TSF Methodology


The Dimensional Structure of Forecasting

What separates success from failure—in every business, in every market—is timing. Every business owner, every operator, every financial manager knows WHAT to do. They just don’t know WHEN to do it. The cost of getting the timing wrong is catastrophic. A retailer who reorders late loses the sale. A restaurant that overpreps eats the margin. A manufacturer who ramps early bleeds cash. A fund manager who buys at the wrong time loses the fund. Solving the timing problem is the sole purpose of forecasting. The source of the timing problem is that every application of time series forecasting generates a Prediction, not a Forecast. A Prediction is a single-outcome call about the future. A Forecast is a probability distribution over what can actually happen, attached to a specific point in time.

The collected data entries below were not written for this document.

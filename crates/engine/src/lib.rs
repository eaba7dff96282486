pub use demo::DemoUsers;
pub use error::{EngineError, StoreError};
pub use ledger::Posting;
pub use money::Money;
pub use store::{AuthLookup, UserStore};
pub use transactions::{Transaction, TransactionKind};
pub use users::{Language, User};

pub mod ledger;

mod demo;
mod error;
mod money;
mod store;
mod transactions;
mod users;

type ResultEngine<T> = Result<T, EngineError>;
//! Built-in demo accounts.
//!
//! Three fixture users that exist without any sign-up, so the app can be
//! driven straight away. A demo login is committed into the
//! [`UserStore`](crate::UserStore) by the caller, after which the on-disk
//! copy is the one that evolves.

use crate::{
    EngineError, Money, ResultEngine, ledger,
    store::AuthLookup,
    users::{Language, User},
};

/// The fixture accounts, fully seeded.
pub struct DemoUsers {
    users: Vec<User>,
}

impl Default for DemoUsers {
    fn default() -> Self {
        Self::new()
    }
}

impl DemoUsers {
    #[must_use]
    pub fn new() -> Self {
        let users = vec![
            seeded(
                "USER001",
                "raynold",
                "raynold123",
                "Raynold Anak Kabai",
                "+60123456789",
                "1234567890",
                "5000.00",
                Language::Ms,
            ),
            seeded(
                "USER002",
                "siti",
                "siti123",
                "Siti Nurhaliza binti Hassan",
                "+60198765432",
                "0987654321",
                "10000.00",
                Language::Ms,
            ),
            seeded(
                "USER003",
                "kumar",
                "kumar123",
                "Kumar Rajesh",
                "+60167891234",
                "5555666677",
                "7500.50",
                Language::En,
            ),
        ];
        Self { users }
    }

    /// Returns every demo account.
    #[must_use]
    pub fn all(&self) -> &[User] {
        &self.users
    }

    /// Finds a demo account by username.
    #[must_use]
    pub fn by_username(&self, username: &str) -> Option<&User> {
        let username = username.trim();
        self.users.iter().find(|user| user.email() == username)
    }
}

impl AuthLookup for DemoUsers {
    fn authenticate(&self, username: &str, password: &str) -> ResultEngine<User> {
        let username = username.trim();
        self.users
            .iter()
            .find(|user| user.email() == username && user.password() == password)
            .cloned()
            .ok_or(EngineError::InvalidCredentials)
    }
}

/// Demo usernames sit in the email slot, matching how the documents store
/// them.
#[allow(clippy::too_many_arguments)]
fn seeded(
    user_id: &str,
    username: &str,
    password: &str,
    full_name: &str,
    phone_number: &str,
    account_number: &str,
    opening_balance: &str,
    language: Language,
) -> User {
    let mut user = User::new(
        user_id.to_string(),
        username.to_string(),
        password.to_string(),
        full_name.to_string(),
        phone_number.to_string(),
        account_number.to_string(),
    );
    user.set_language(language);
    // Literal fixture amounts, parsing cannot fail.
    let posting = ledger::deposit(Money::ZERO, opening_balance, "Initial Deposit").unwrap();
    user.apply(posting);
    user
}
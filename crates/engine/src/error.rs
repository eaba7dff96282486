//! The module contains the errors the engine can throw.
//!
//! The errors are:
//!
//! - [`InsufficientFunds`] thrown when a withdrawal or transfer exceeds the balance.
//! - [`InvalidCredentials`] thrown when authentication fails, without saying why.
//! - [`Storage`] thrown when the backing document cannot be read or written.
//!
//!  [`InsufficientFunds`]: EngineError::InsufficientFunds
//!  [`InvalidCredentials`]: EngineError::InvalidCredentials
//!  [`Storage`]: EngineError::Storage
use thiserror::Error;

use crate::Money;

/// Engine custom errors.
#[derive(Error, Debug)]
pub enum EngineError {
    #[error("Invalid amount: {0}")]
    InvalidNumber(String),
    #[error("Amount must be greater than zero!")]
    NonPositiveAmount,
    #[error("Insufficient funds: balance is {balance}")]
    InsufficientFunds { balance: Money },
    #[error("Recipient account is required!")]
    EmptyRecipient,
    #[error("Cannot transfer to your own account!")]
    SameAccount,
    #[error("Invalid username or password!")]
    InvalidCredentials,
    #[error("Invalid user: {0}")]
    InvalidUser(String),
    #[error("\"{0}\" not found!")]
    NotFound(String),
    #[error("\"{0}\" already present!")]
    ExistingKey(String),
    #[error(transparent)]
    Storage(#[from] StoreError),
}

/// Failures of the document store itself, wrapped by [`EngineError::Storage`].
#[derive(Error, Debug)]
pub enum StoreError {
    #[error("io error: {0}")]
    Io(#[from] std::io::Error),
    #[error("json error: {0}")]
    Json(#[from] serde_json::Error),
}

impl PartialEq for EngineError {
    fn eq(&self, other: &Self) -> bool {
        match (self, other) {
            (Self::InvalidNumber(a), Self::InvalidNumber(b)) => a == b,
            (Self::NonPositiveAmount, Self::NonPositiveAmount) => true,
            (Self::InsufficientFunds { balance: a }, Self::InsufficientFunds { balance: b }) => {
                a == b
            }
            (Self::EmptyRecipient, Self::EmptyRecipient) => true,
            (Self::SameAccount, Self::SameAccount) => true,
            (Self::InvalidCredentials, Self::InvalidCredentials) => true,
            (Self::InvalidUser(a), Self::InvalidUser(b)) => a == b,
            (Self::NotFound(a), Self::NotFound(b)) => a == b,
            (Self::ExistingKey(a), Self::ExistingKey(b)) => a == b,
            (Self::Storage(a), Self::Storage(b)) => a.to_string() == b.to_string(),
            _ => false,
        }
    }
}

The Model of Temporal Inertia and a Microscope for Time

The Model of Temporal Inertia (MTI) is the decomposition principle that grounds the {4,5,6} Forecast construction. It explains why a value in a time series can be split into two components that operate independently along the sequential timeline and the seasonal timeline: an atemporal absolute (the inertial trend) and a temporal relative (the seasonal relative). The two components can then be combined through Orthogonal Projection. Their product is a temporal absolute: a Dimension 4 value at a Dimension 6 calendar coordinate, restoring the {4,5,6} structure of the historical observations. The Microscope for Time is the proprietary library of seasonal models that makes the Dimension 6 component structurally engageable.

The Temporal Firewall

Historical Results are not backtests: the construction generates each forecast at each historical position using only data preceding that position, with the result that the historical record functions as a series of prospective Forecasts whose outcomes are now known. The Temporal Firewall is the structural mechanism that makes this true.

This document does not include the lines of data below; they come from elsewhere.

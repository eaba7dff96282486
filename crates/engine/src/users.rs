//! Account holders and their embedded statements.
//!
//! A [`User`] owns its balance and transaction history; the only way to move
//! money is to commit a [`Posting`](crate::Posting) produced by the
//! [`ledger`](crate::ledger) functions, which keeps the two in step.

use chrono::Utc;
use serde::{Deserialize, Serialize};

use crate::{EngineError, Money, ResultEngine, ledger::Posting, transactions::Transaction};

/// Interface languages the app ships with.
#[derive(Clone, Copy, Debug, Default, PartialEq, Eq, Serialize, Deserialize)]
pub enum Language {
    #[default]
    #[serde(rename = "en")]
    En,
    #[serde(rename = "ms")]
    Ms,
}

impl Language {
    /// Returns the wire code of the language.
    #[must_use]
    pub const fn code(self) -> &'static str {
        match self {
            Language::En => "en",
            Language::Ms => "ms",
        }
    }
}

impl std::fmt::Display for Language {
    fn fmt(&self, f: &mut std::fmt::Formatter<'_>) -> std::fmt::Result {
        f.write_str(self.code())
    }
}

impl TryFrom<&str> for Language {
    type Error = EngineError;

    fn try_from(value: &str) -> Result<Self, Self::Error> {
        match value.trim().to_ascii_lowercase().as_str() {
            "en" => Ok(Language::En),
            "ms" => Ok(Language::Ms),
            other => Err(EngineError::InvalidUser(format!(
                "unsupported language: {other}"
            ))),
        }
    }
}

/// An account holder: identity, preferences, balance and statement.
#[derive(Clone, Debug, PartialEq, Serialize, Deserialize)]
#[serde(rename_all = "camelCase")]
pub struct User {
    user_id: String,
    email: String,
    password: String,
    full_name: String,
    phone_number: String,
    account_number: String,
    balance: Money,
    #[serde(default)]
    language: Language,
    #[serde(default)]
    biometric_enabled: bool,
    #[serde(default)]
    transactions: Vec<Transaction>,
}

impl User {
    pub(crate) fn new(
        user_id: String,
        email: String,
        password: String,
        full_name: String,
        phone_number: String,
        account_number: String,
    ) -> Self {
        Self {
            user_id,
            email,
            password,
            full_name,
            phone_number,
            account_number,
            balance: Money::ZERO,
            language: Language::default(),
            biometric_enabled: false,
            transactions: Vec::new(),
        }
    }

    /// Validates the sign-up form and creates a fresh account.
    ///
    /// All fields are trimmed before validation. The checks run in form
    /// order, so the first offending field is the one reported.
    ///
    /// # Errors
    ///
    /// Returns [`EngineError::InvalidUser`] for a missing or malformed field,
    /// [`EngineError::InvalidNumber`] if the opening balance does not parse.
    pub fn sign_up(
        email: &str,
        password: &str,
        full_name: &str,
        phone_number: &str,
        initial_balance: &str,
    ) -> ResultEngine<Self> {
        let email = email.trim();
        let password = password.trim();
        let full_name = full_name.trim();
        let phone_number = phone_number.trim();
        let initial_balance = initial_balance.trim();

        if full_name.is_empty() {
            return Err(EngineError::InvalidUser("full name is required".to_string()));
        }
        if email.is_empty() {
            return Err(EngineError::InvalidUser("email is required".to_string()));
        }
        if !plausible_email(email) {
            return Err(EngineError::InvalidUser(format!("invalid email: {email}")));
        }
        if phone_number.is_empty() {
            return Err(EngineError::InvalidUser(
                "phone number is required".to_string(),
            ));
        }
        if initial_balance.is_empty() {
            return Err(EngineError::InvalidUser(
                "initial balance is required".to_string(),
            ));
        }
        let balance: Money = initial_balance.parse()?;
        if balance.is_negative() {
            return Err(EngineError::InvalidUser(
                "initial balance cannot be negative".to_string(),
            ));
        }
        if password.is_empty() {
            return Err(EngineError::InvalidUser("password is required".to_string()));
        }
        if password.chars().count() < 6 {
            return Err(EngineError::InvalidUser(
                "password must be at least 6 characters".to_string(),
            ));
        }

        let millis = Utc::now().timestamp_millis();
        let mut user = Self::new(
            format!("USER{millis}"),
            email.to_string(),
            password.to_string(),
            full_name.to_string(),
            phone_number.to_string(),
            format!("ACC{}", millis % 1_000_000_000),
        );
        user.balance = balance;
        Ok(user)
    }

    #[must_use]
    pub fn user_id(&self) -> &str {
        &self.user_id
    }

    #[must_use]
    pub fn email(&self) -> &str {
        &self.email
    }

    #[must_use]
    pub fn password(&self) -> &str {
        &self.password
    }

    #[must_use]
    pub fn full_name(&self) -> &str {
        &self.full_name
    }

    #[must_use]
    pub fn phone_number(&self) -> &str {
        &self.phone_number
    }

    #[must_use]
    pub fn account_number(&self) -> &str {
        &self.account_number
    }

    #[must_use]
    pub const fn balance(&self) -> Money {
        self.balance
    }

    #[must_use]
    pub const fn language(&self) -> Language {
        self.language
    }

    #[must_use]
    pub const fn biometric_enabled(&self) -> bool {
        self.biometric_enabled
    }

    /// Statement lines in chronological order, oldest first.
    #[must_use]
    pub fn transactions(&self) -> &[Transaction] {
        &self.transactions
    }

    /// Commits a posting: the new balance and its statement line land
    /// together or not at all.
    pub fn apply(&mut self, posting: Posting) {
        self.balance = posting.balance;
        self.transactions.push(posting.record);
    }

    /// Updates the display name.
    ///
    /// # Errors
    ///
    /// Returns [`EngineError::InvalidUser`] if the trimmed name is empty.
    pub fn set_full_name(&mut self, full_name: &str) -> ResultEngine<()> {
        let full_name = full_name.trim();
        if full_name.is_empty() {
            return Err(EngineError::InvalidUser("full name is required".to_string()));
        }
        self.full_name = full_name.to_string();
        Ok(())
    }

    /// Updates the phone number.
    ///
    /// # Errors
    ///
    /// Returns [`EngineError::InvalidUser`] if the trimmed number is empty.
    pub fn set_phone_number(&mut self, phone_number: &str) -> ResultEngine<()> {
        let phone_number = phone_number.trim();
        if phone_number.is_empty() {
            return Err(EngineError::InvalidUser(
                "phone number is required".to_string(),
            ));
        }
        self.phone_number = phone_number.to_string();
        Ok(())
    }

    pub fn set_language(&mut self, language: Language) {
        self.language = language;
    }

    pub fn set_biometric_enabled(&mut self, enabled: bool) {
        self.biometric_enabled = enabled;
    }
}

/// Cheap shape check: one `@`, non-empty local part, a dot somewhere inside
/// the domain, no whitespace.
fn plausible_email(email: &str) -> bool {
    if email.chars().any(char::is_whitespace) {
        return false;
    }
    let Some((local, domain)) = email.split_once('@') else {
        return false;
    };
    !local.is_empty()
        && !domain.is_empty()
        && domain.contains('.')
        && !domain.starts_with('.')
        && !domain.ends_with('.')
}

#[cfg(test)]
mod tests {
    use super::*;
    use crate::{TransactionKind, ledger};

    fn test_user() -> User {
        User::sign_up(
            "lina@example.com",
            "lina123",
            "Lina Mahmud",
            "+60120000001",
            "500.00",
        )
        .unwrap()
    }

    #[test]
    fn sign_up_stamps_ids_and_parses_the_opening_balance() {
        let user = test_user();
        assert!(user.user_id().starts_with("USER"));
        assert!(user.account_number().starts_with("ACC"));
        assert_eq!(user.balance(), Money::new(50_000));
        assert_eq!(user.language(), Language::En);
        assert!(!user.biometric_enabled());
        assert!(user.transactions().is_empty());
    }

    #[test]
    fn sign_up_accepts_a_zero_opening_balance() {
        let user = User::sign_up(
            "amir@example.com",
            "amir.secret",
            "Amir Osman",
            "+60120000002",
            "0",
        )
        .unwrap();
        assert_eq!(user.balance(), Money::ZERO);
    }

    #[test]
    fn sign_up_trims_every_field() {
        let user = User::sign_up(
            "  lina@example.com ",
            " lina123 ",
            "  Lina Mahmud ",
            " +60120000001 ",
            " 500.00 ",
        )
        .unwrap();
        assert_eq!(user.email(), "lina@example.com");
        assert_eq!(user.full_name(), "Lina Mahmud");
        assert_eq!(user.phone_number(), "+60120000001");
    }

    #[test]
    fn sign_up_rejects_a_short_password() {
        let err = User::sign_up(
            "lina@example.com",
            "lina5",
            "Lina Mahmud",
            "+60120000001",
            "0",
        )
        .unwrap_err();
        assert_eq!(
            err,
            EngineError::InvalidUser("password must be at least 6 characters".to_string())
        );
    }

    #[test]
    fn sign_up_rejects_a_malformed_email() {
        for email in ["lina", "lina@", "@example.com", "lina@example", "l ina@example.com"] {
            assert!(
                User::sign_up(email, "lina123", "Lina Mahmud", "+60120000001", "0").is_err(),
                "{email} should be rejected"
            );
        }
    }

    #[test]
    fn sign_up_rejects_a_negative_opening_balance() {
        let err = User::sign_up(
            "lina@example.com",
            "lina123",
            "Lina Mahmud",
            "+60120000001",
            "-1",
        )
        .unwrap_err();
        assert_eq!(
            err,
            EngineError::InvalidUser("initial balance cannot be negative".to_string())
        );
    }

    #[test]
    fn sign_up_propagates_a_garbage_opening_balance() {
        let err = User::sign_up(
            "lina@example.com",
            "lina123",
            "Lina Mahmud",
            "+60120000001",
            "lots",
        )
        .unwrap_err();
        assert_eq!(err, EngineError::InvalidNumber("invalid amount".to_string()));
    }

    #[test]
    fn apply_commits_balance_and_record_together() {
        let mut user = test_user();
        let posting = ledger::deposit(user.balance(), "100", "Deposit").unwrap();
        user.apply(posting);

        assert_eq!(user.balance(), Money::new(60_000));
        assert_eq!(user.transactions().len(), 1);
        let record = &user.transactions()[0];
        assert_eq!(record.kind(), TransactionKind::Deposit);
        assert_eq!(record.balance_after(), user.balance());
    }

    #[test]
    fn statement_order_is_preserved_across_the_wire() {
        let mut user = test_user();
        for amount in ["10", "20", "30"] {
            let posting = ledger::deposit(user.balance(), amount, "Deposit").unwrap();
            user.apply(posting);
        }

        let encoded = serde_json::to_string(&user).unwrap();
        let decoded: User = serde_json::from_str(&encoded).unwrap();
        assert_eq!(decoded, user);
        let amounts: Vec<Money> = decoded.transactions().iter().map(Transaction::amount).collect();
        assert_eq!(
            amounts,
            vec![Money::new(1000), Money::new(2000), Money::new(3000)]
        );
    }

    #[test]
    fn decode_defaults_fields_older_documents_lack() {
        let raw = r#"{
            "userId": "USER001",
            "email": "raynold",
            "password": "raynold123",
            "fullName": "Raynold Anak Kabai",
            "phoneNumber": "+60123456789",
            "accountNumber": "1234567890",
            "balance": 5000
        }"#;

        let user: User = serde_json::from_str(raw).unwrap();
        assert_eq!(user.balance(), Money::new(500_000));
        assert_eq!(user.language(), Language::En);
        assert!(!user.biometric_enabled());
        assert!(user.transactions().is_empty());
    }

    #[test]
    fn wire_keys_are_camel_case() {
        let value = serde_json::to_value(test_user()).unwrap();
        for key in [
            "userId",
            "email",
            "password",
            "fullName",
            "phoneNumber",
            "accountNumber",
            "balance",
            "language",
            "biometricEnabled",
            "transactions",
        ] {
            assert!(value.get(key).is_some(), "missing key {key}");
        }
    }

    #[test]
    fn profile_edits_leave_the_ledger_alone() {
        let mut user = test_user();
        let posting = ledger::deposit(user.balance(), "25", "Deposit").unwrap();
        user.apply(posting);

        user.set_full_name("Lina binti Mahmud").unwrap();
        user.set_phone_number(" +60129999999 ").unwrap();
        user.set_language(Language::Ms);
        user.set_biometric_enabled(true);

        assert_eq!(user.full_name(), "Lina binti Mahmud");
        assert_eq!(user.phone_number(), "+60129999999");
        assert_eq!(user.language(), Language::Ms);
        assert!(user.biometric_enabled());
        assert_eq!(user.balance(), Money::new(52_500));
        assert_eq!(user.transactions().len(), 1);
    }

    #[test]
    fn set_full_name_rejects_an_empty_name() {
        let mut user = test_user();
        assert_eq!(
            user.set_full_name("   ").unwrap_err(),
            EngineError::InvalidUser("full name is required".to_string())
        );
        assert_eq!(user.full_name(), "Lina Mahmud");
    }

    #[test]
    fn language_codes_round_trip() {
        assert_eq!(Language::try_from("en").unwrap(), Language::En);
        assert_eq!(Language::try_from(" MS ").unwrap(), Language::Ms);
        assert!(Language::try_from("fr").is_err());
        assert_eq!(Language::Ms.to_string(), "ms");
    }
}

Preregistered Methodologies

The Temporal Structural Forecasting research using stock market data is extensive and far-reaching. All of the research hypotheses and forecast methodologies have been preregistered on Zenodo in advance of analyzing any forecast data or results. These omnibus preregistrations are specifically designed to allow for multiple studies testing a full range of hypotheses and configurations on the same out-of-sample universe of 346 S&P500 stocks with sufficient historical data to generate 20 full years of forecasts.

TSF Research


Temporal Structural Forecasting: Evidence of Exploitable Temporal Structure in S&P 500 Equity Returns

This study tests whether temporal structure exists in equity price data and can be systematically exploited for position entry timing. Using a preregistered methodology, we generate specific limit order entry prices one week in advance for 346 S&P 500 constituents across all 11 GICS sectors. We test 1,386 parameter permutations over the 10-year period 2016–2025, encompassing 6 factor strategies, 7 forecast models, and 3 confidence thresholds.

Structural Integrity Across Market Shocks

This study subjects the TSF confidence interval framework to a rigorous structural integrity test across 14 major market disruptions spanning 17 years (2007–2024). The events range from sector-specific dislocations (the SVB bank failure) to global systemic crises (the Lehman Brothers bankruptcy and COVID-19 pandemic). For each event, we evaluate whether TSF’s 90% confidence intervals maintain their calibration—that is, whether realized prices remain within the predicted bounds at rates consistent with pre-shock baselines.

Factor Betas Are Path-Dependent Regression Artifacts: Falsifying Fama-French with 6,560 Controlled Experiments

Fama and French (1996) called momentum “the main embarrassment” of their three-factor model—the one timing anomaly their framework could not explain away. We demonstrate that this embarrassment was not an exception but a warning: the entire factor-based methodology for dismissing timing anomalies is invalid. Using 6,560 controlled experiments where paired portfolios hold identical stocks with identical weights entered on identical dates—differing only in exit timing—we show that factor loadings fail equivalence tests at an 86% rate.